▸ ACTIVITY: Go through the records, and copy each line in which the string "counts" is present.

Top of DATA TO USE

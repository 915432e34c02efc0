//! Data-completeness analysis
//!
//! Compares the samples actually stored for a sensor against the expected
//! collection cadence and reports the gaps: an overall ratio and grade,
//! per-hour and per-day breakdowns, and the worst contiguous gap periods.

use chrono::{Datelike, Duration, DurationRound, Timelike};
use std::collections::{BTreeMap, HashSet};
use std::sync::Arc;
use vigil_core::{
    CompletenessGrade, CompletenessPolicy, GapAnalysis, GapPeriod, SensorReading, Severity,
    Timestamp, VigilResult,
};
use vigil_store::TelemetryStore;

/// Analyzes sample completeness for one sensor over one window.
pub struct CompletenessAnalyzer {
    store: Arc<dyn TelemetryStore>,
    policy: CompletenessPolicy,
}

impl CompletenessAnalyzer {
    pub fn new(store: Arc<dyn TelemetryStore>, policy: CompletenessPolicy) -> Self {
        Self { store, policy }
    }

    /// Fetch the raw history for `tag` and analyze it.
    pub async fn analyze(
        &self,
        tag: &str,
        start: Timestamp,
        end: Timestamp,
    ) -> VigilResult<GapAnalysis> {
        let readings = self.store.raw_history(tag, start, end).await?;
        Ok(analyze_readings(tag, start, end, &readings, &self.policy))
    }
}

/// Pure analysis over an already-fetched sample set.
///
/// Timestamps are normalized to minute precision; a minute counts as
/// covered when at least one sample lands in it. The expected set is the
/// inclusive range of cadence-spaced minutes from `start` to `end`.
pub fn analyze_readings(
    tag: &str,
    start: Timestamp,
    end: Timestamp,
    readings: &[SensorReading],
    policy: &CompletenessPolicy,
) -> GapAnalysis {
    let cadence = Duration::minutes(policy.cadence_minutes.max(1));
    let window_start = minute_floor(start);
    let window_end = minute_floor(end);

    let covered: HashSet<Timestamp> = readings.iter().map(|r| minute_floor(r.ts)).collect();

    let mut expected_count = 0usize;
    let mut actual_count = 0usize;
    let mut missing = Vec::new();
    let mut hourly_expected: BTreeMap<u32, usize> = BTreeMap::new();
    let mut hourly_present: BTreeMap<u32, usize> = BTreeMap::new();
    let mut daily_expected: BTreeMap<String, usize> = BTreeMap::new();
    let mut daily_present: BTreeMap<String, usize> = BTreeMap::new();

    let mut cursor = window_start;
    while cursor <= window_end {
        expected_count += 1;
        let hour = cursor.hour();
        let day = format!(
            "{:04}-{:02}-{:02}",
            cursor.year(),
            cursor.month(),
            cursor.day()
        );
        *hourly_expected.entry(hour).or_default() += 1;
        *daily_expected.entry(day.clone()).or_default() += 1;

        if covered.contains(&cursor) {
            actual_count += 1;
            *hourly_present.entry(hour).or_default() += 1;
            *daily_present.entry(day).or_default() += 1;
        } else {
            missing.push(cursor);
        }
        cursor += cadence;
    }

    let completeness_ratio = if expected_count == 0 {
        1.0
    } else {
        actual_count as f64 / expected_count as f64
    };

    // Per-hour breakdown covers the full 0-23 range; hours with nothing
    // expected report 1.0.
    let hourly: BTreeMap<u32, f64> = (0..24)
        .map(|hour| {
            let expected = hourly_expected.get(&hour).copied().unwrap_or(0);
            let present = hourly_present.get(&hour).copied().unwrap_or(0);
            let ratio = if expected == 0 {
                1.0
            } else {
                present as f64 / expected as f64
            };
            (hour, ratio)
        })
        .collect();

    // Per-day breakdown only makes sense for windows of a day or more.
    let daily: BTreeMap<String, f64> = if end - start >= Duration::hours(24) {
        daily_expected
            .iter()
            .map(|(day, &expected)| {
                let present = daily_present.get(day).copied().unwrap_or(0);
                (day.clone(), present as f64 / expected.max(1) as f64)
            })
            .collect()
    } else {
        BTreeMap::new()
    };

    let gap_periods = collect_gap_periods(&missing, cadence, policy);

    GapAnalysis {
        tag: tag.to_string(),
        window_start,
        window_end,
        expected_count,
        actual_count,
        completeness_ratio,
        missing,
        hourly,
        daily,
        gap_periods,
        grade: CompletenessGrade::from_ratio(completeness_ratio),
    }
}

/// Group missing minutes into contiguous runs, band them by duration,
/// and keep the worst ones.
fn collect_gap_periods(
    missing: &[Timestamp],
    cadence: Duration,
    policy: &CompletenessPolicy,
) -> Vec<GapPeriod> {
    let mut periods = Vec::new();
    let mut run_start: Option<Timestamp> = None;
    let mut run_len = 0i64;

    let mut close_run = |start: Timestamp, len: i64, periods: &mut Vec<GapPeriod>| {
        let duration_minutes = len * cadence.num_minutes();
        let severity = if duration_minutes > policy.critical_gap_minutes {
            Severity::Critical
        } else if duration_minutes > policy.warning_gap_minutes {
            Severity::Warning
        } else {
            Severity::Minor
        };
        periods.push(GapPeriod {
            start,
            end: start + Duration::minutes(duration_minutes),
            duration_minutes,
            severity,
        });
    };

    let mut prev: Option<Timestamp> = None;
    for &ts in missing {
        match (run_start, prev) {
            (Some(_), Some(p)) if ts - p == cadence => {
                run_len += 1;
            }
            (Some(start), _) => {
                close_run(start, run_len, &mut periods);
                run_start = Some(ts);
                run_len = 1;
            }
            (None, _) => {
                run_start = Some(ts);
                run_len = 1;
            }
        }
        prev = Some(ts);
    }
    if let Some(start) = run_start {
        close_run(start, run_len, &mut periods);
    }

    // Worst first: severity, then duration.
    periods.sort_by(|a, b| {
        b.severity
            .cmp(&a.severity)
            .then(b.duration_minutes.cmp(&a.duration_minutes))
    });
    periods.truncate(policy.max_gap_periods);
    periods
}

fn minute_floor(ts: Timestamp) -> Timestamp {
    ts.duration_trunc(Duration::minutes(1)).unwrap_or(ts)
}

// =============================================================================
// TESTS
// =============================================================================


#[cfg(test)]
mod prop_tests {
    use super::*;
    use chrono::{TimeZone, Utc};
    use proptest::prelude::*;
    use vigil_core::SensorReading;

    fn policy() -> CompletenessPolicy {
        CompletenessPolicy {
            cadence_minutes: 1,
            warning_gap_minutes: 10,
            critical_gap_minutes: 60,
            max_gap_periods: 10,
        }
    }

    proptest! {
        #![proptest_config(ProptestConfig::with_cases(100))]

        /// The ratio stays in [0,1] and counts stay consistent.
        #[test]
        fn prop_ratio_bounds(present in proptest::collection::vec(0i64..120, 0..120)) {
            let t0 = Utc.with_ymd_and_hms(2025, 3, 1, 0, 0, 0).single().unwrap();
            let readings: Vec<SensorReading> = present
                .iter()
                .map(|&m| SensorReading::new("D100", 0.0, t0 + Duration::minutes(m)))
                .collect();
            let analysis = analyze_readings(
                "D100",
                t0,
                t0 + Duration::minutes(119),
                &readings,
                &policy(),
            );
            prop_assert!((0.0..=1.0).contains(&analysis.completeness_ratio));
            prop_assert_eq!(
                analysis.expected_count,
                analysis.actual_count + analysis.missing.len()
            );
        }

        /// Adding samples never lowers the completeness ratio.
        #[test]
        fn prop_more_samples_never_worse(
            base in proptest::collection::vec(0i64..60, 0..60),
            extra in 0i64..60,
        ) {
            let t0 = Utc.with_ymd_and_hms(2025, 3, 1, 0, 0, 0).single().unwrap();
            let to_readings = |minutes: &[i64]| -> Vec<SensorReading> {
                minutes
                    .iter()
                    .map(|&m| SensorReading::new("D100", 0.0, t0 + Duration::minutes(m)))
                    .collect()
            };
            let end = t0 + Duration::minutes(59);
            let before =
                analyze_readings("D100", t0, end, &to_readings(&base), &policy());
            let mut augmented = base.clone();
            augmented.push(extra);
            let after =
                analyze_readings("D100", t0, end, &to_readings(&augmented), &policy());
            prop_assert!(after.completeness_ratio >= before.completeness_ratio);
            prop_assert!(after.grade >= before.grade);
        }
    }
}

Bottom of DATA TO USE
Top of DATA TO USE

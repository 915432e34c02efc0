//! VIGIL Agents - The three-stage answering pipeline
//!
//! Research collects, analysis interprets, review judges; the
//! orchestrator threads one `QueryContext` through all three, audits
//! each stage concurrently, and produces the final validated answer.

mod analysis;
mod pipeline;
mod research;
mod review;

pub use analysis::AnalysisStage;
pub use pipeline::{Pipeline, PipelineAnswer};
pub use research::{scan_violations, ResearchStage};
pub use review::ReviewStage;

Bottom of DATA TO USE

▸ OUTPUT FOR THIS TASK:
/// Timestamps are normalized to minute precision; a minute counts as
        /// The ratio stays in [0,1] and counts stay consistent.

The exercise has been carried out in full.